On Mon, Feb 16, 2026 at 07:53:11PM +0100, Paul Moore wrote:
> On February 16, 2026 2:52:34 PM Christian Brauner <brauner at kernel.org> wrote:
> > All namespace types now share the same ns_common infrastructure. Extend
> > this to include a security blob so LSMs can start managing namespaces
> > uniformly without having to add one-off hooks or security fields to
> > every individual namespace type.
> > 
> > Add a ns_security pointer to ns_common and the corresponding lbs_ns
> > blob size to lsm_blob_sizes. Allocation and freeing hooks are called
> > from the common __ns_common_init() and __ns_common_free() paths so
> > every namespace type gets covered in one go. All information about the
> > namespace type and the appropriate casting helpers to get at the
> > containing namespace are available via ns_common making it
> > straightforward for LSMs to differentiate when they need to.
> > 
> > A namespace_install hook is called from validate_ns() during setns(2)
> > giving LSMs a chance to enforce policy on namespace transitions.
> > 
> > Individual namespace types can still have their own specialized security
> > hooks when needed. This is just the common baseline that makes it easy
> > to track and manage namespaces from the security side without requiring
> > every namespace type to reinvent the wheel.
> > 
> > Signed-off-by: Christian Brauner <brauner at kernel.org>
> > ---
> > include/linux/lsm_hook_defs.h      |  3 ++
> > include/linux/lsm_hooks.h          |  1 +
> > include/linux/ns/ns_common_types.h |  3 ++
> > include/linux/security.h           | 20 ++++++++++
> > kernel/nscommon.c                  | 12 ++++++
> > kernel/nsproxy.c                   |  8 +++-
> > security/lsm_init.c                |  2 +
> > security/security.c                | 76 ++++++++++++++++++++++++++++++++++++++
> > 8 files changed, 124 insertions(+), 1 deletion(-)
> 
> I still have limited network access for a few more days, but a couple of
> quick comments in no particular order ...
> 
> Generally speaking we don't add things to the LSM interface without a user,
> and I can't think of a good reason why we would want to do things
> differently here.  This means that when you propose something like this you
> should also propose an addition to one of the in-tree LSMs to make use of
> it.
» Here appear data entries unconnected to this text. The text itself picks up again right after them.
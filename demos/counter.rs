//! Counter Store
//!
//! This example drives two counters composed into one app store.
//!
//! Key concepts:
//! - Pure reducers lifted with pullback and joined with combine
//! - Scoping a child store onto one counter
//! - Observing state through a ViewStore
//! - Logging reductions with the debug reducer
//!
//! Run with: cargo run --example counter

use tka::effects::Event;
use tka::{ActionPrism, Getter, Reduced, Reducer, StateLens, Store};

#[derive(Clone, Debug, PartialEq)]
enum CounterAction {
    Increment,
    Decrement,
}

#[derive(Clone, Debug, PartialEq)]
struct App {
    left: i32,
    right: i32,
}

#[derive(Clone, Debug, PartialEq)]
enum AppAction {
    Left(CounterAction),
    Right(CounterAction),
}

fn counter() -> Reducer<i32, CounterAction, ()> {
    Reducer::new(|count: i32, action, _: &()| match action {
        CounterAction::Increment => Reduced::none(count + 1),
        CounterAction::Decrement => Reduced::none(count - 1),
    })
}

fn app() -> Reducer<App, AppAction, ()> {
    let left = counter().pullback(
        StateLens::new(|app: &App| app.left, |app: App, left| App { left, ..app }),
        ActionPrism::new(
            |action: &AppAction| match action {
                AppAction::Left(action) => Some(action.clone()),
                AppAction::Right(_) => None,
            },
            AppAction::Left,
        ),
        Getter::identity(),
    );
    let right = counter().pullback(
        StateLens::new(|app: &App| app.right, |app: App, right| App { right, ..app }),
        ActionPrism::new(
            |action: &AppAction| match action {
                AppAction::Right(action) => Some(action.clone()),
                AppAction::Left(_) => None,
            },
            AppAction::Right,
        ),
        Getter::identity(),
    );
    Reducer::combine([left, right]).debug("app")
}

fn main() {
    tracing_subscriber::fmt()
        .with_env_filter(tracing_subscriber::EnvFilter::try_from_default_env().unwrap_or_else(|_| tracing_subscriber::EnvFilter::new("debug")))
        .init();

    println!("=== Counter Store ===\n");

    let store = Store::new(App { left: 0, right: 0 }, app(), ());
    let view = store.view();
    let _printer = view.states().subscribe(|event| {
        if let Event::Next(app) = event {
            println!("  state: left={} right={}", app.left, app.right);
        }
    });

    println!("Sending to the app store:");
    store.send(AppAction::Left(CounterAction::Increment));
    store.send(AppAction::Left(CounterAction::Increment));
    store.send(AppAction::Right(CounterAction::Decrement));

    println!("\nSending through a store scoped to the right counter:");
    let right = store.scope(|app: &App| app.right, AppAction::Right);
    right.send(CounterAction::Increment);
    right.send(CounterAction::Increment);

    println!("\nRight counter seen by the child: {}", right.current_state());
    println!("Final app state: {:?}", view.current_state());

    store.dispose();
    println!("\n=== Example Complete ===");
}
While the guidance doc linked below (also linked in the LSM MAINTAINERS
> entry) doesn't have any guidance for the LSM blobs as they are generally a
> byproduct of the hooks, if you are looking for some general info I think the
> bits on adding a new LSM hook would be very close to what we would expect
> for blob additions.
> 
> https://github.com/LinuxSecurityModule/kernel/blob/main/README.md
> 
> Getting to the specifics of namespace related APIs, we've had a lot of
> discussions about namespacing and my current opinion is that we need to sort
> out if we want a userspace API at the LSM framework layer, or if we want to
> do that at the individual LSM layer; there is a lot of nuance there and
> while one option may seem like an obvious choice, we need some more
> discussion and I need a chance to get caught up on the threads. Once we have
> an API decision then we can start sorting out the implementation details
> like the LSM blobs.

I might be misunderstanding you but what you are talking about seems
namespacing the LSM layer itself.

But I cannot stress enough this is not at all what this patchset is
doing. :)

All that this patchset does is add new security hooks that get called
whenever a new pid, net, mount, ipc, ... namespace is created, freed, or
when someone wants to change into another namespace. We plan on using
this in systemd to supervise and track services.